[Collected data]
⟨

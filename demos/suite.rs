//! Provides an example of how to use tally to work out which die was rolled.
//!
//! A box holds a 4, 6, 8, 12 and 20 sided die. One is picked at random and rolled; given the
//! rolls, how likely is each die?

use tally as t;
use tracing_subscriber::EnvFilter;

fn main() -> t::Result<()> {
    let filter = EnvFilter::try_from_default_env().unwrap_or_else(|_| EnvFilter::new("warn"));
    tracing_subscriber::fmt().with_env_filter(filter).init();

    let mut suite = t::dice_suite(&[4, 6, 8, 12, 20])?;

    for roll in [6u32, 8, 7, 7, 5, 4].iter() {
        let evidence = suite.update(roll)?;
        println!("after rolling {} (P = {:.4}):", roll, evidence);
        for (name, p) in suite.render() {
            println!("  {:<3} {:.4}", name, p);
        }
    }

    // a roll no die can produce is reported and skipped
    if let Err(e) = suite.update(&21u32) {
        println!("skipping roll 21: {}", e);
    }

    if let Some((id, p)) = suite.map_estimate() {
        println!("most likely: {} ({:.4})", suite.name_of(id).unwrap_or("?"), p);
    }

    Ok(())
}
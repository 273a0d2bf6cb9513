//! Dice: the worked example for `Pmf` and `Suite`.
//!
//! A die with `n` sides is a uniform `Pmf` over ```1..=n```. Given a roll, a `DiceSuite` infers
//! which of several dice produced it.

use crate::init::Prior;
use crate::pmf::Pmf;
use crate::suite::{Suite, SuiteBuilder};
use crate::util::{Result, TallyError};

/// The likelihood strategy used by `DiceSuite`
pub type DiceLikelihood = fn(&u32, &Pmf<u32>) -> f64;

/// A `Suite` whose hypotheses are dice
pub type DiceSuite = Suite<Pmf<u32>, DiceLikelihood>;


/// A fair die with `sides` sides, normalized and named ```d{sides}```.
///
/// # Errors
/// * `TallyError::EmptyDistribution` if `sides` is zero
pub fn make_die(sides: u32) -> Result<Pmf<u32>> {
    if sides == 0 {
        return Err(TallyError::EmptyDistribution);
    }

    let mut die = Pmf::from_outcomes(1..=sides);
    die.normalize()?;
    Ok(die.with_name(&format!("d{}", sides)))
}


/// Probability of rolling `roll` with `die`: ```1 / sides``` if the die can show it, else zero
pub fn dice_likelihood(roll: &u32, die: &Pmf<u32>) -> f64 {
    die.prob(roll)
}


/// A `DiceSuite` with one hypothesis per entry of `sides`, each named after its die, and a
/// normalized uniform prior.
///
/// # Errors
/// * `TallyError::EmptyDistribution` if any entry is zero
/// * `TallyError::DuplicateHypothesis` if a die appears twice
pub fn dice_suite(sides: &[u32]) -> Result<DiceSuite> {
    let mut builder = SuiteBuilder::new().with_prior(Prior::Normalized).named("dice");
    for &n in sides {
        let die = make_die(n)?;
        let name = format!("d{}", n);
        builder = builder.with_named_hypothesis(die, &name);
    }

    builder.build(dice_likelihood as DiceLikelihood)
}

⟩

**TASK DETAILS**: Search the data for the word "which" and copy each line where it appears.

**ANSWER TO THIS TASK**:
//! Provides an example of how to use tally to work out which die was rolled.
//! which of several dice produced it.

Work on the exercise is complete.